■ **TASK DETAILS**
Transcribe only the lines of the listing below from the one holding "repository 631b5046258dd249" through the one holding "type Err = UnknownPeriod;", inclusive, without any change.

■ **RECORDS TO PROCESS**
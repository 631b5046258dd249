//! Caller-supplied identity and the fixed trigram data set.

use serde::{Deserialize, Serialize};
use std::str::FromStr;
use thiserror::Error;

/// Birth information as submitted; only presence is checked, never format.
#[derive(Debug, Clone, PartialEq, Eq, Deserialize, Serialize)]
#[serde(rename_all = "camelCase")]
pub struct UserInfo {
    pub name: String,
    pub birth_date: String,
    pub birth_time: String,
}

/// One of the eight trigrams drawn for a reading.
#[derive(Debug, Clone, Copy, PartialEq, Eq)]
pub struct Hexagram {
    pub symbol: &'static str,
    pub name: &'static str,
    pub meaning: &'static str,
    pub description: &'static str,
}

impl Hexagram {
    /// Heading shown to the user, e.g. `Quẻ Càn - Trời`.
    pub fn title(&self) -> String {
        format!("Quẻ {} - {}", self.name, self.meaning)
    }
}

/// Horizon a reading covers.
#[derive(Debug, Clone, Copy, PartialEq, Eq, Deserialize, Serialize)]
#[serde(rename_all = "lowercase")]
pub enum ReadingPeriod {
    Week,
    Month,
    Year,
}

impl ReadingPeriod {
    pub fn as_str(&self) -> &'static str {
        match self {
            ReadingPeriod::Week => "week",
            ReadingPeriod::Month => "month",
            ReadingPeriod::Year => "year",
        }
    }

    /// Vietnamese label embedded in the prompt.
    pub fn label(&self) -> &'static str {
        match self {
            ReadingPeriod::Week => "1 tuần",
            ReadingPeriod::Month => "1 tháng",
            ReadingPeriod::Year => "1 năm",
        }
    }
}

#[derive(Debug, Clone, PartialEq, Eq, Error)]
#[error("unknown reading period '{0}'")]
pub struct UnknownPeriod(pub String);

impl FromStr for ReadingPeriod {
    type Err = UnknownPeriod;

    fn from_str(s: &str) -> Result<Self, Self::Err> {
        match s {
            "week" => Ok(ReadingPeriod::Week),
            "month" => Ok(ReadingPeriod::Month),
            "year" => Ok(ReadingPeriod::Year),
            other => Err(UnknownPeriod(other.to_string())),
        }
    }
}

--

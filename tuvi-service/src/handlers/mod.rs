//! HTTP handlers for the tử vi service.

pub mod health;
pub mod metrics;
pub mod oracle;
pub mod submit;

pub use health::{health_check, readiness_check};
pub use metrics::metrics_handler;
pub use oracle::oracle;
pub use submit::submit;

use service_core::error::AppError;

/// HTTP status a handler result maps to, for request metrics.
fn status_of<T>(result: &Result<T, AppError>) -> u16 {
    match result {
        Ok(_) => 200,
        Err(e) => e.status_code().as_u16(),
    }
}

■ **WRITTEN SOLUTION**
repository 631b5046258dd249
//! Caller-supplied identity and the fixed trigram data set.

use serde::{Deserialize, Serialize};
use std::str::FromStr;
use thiserror::Error;

/// Birth information as submitted; only presence is checked, never format.
#[derive(Debug, Clone, PartialEq, Eq, Deserialize, Serialize)]
#[serde(rename_all = "camelCase")]
pub struct UserInfo {
    pub name: String,
    pub birth_date: String,
    pub birth_time: String,
}

/// One of the eight trigrams drawn for a reading.
#[derive(Debug, Clone, Copy, PartialEq, Eq)]
pub struct Hexagram {
    pub symbol: &'static str,
    pub name: &'static str,
    pub meaning: &'static str,
    pub description: &'static str,
}

impl Hexagram {
    /// Heading shown to the user, e.g. `Quẻ Càn - Trời`.
    pub fn title(&self) -> String {
        format!("Quẻ {} - {}", self.name, self.meaning)
    }
}

/// Horizon a reading covers.
#[derive(Debug, Clone, Copy, PartialEq, Eq, Deserialize, Serialize)]
#[serde(rename_all = "lowercase")]
pub enum ReadingPeriod {
    Week,
    Month,
    Year,
}

impl ReadingPeriod {
    pub fn as_str(&self) -> &'static str {
        match self {
            ReadingPeriod::Week => "week",
            ReadingPeriod::Month => "month",
            ReadingPeriod::Year => "year",
        }
    }

    /// Vietnamese label embedded in the prompt.
    pub fn label(&self) -> &'static str {
        match self {
            ReadingPeriod::Week => "1 tuần",
            ReadingPeriod::Month => "1 tháng",
            ReadingPeriod::Year => "1 năm",
        }
    }
}

#[derive(Debug, Clone, PartialEq, Eq, Error)]
#[error("unknown reading period '{0}'")]
pub struct UnknownPeriod(pub String);

impl FromStr for ReadingPeriod {
    type Err = UnknownPeriod;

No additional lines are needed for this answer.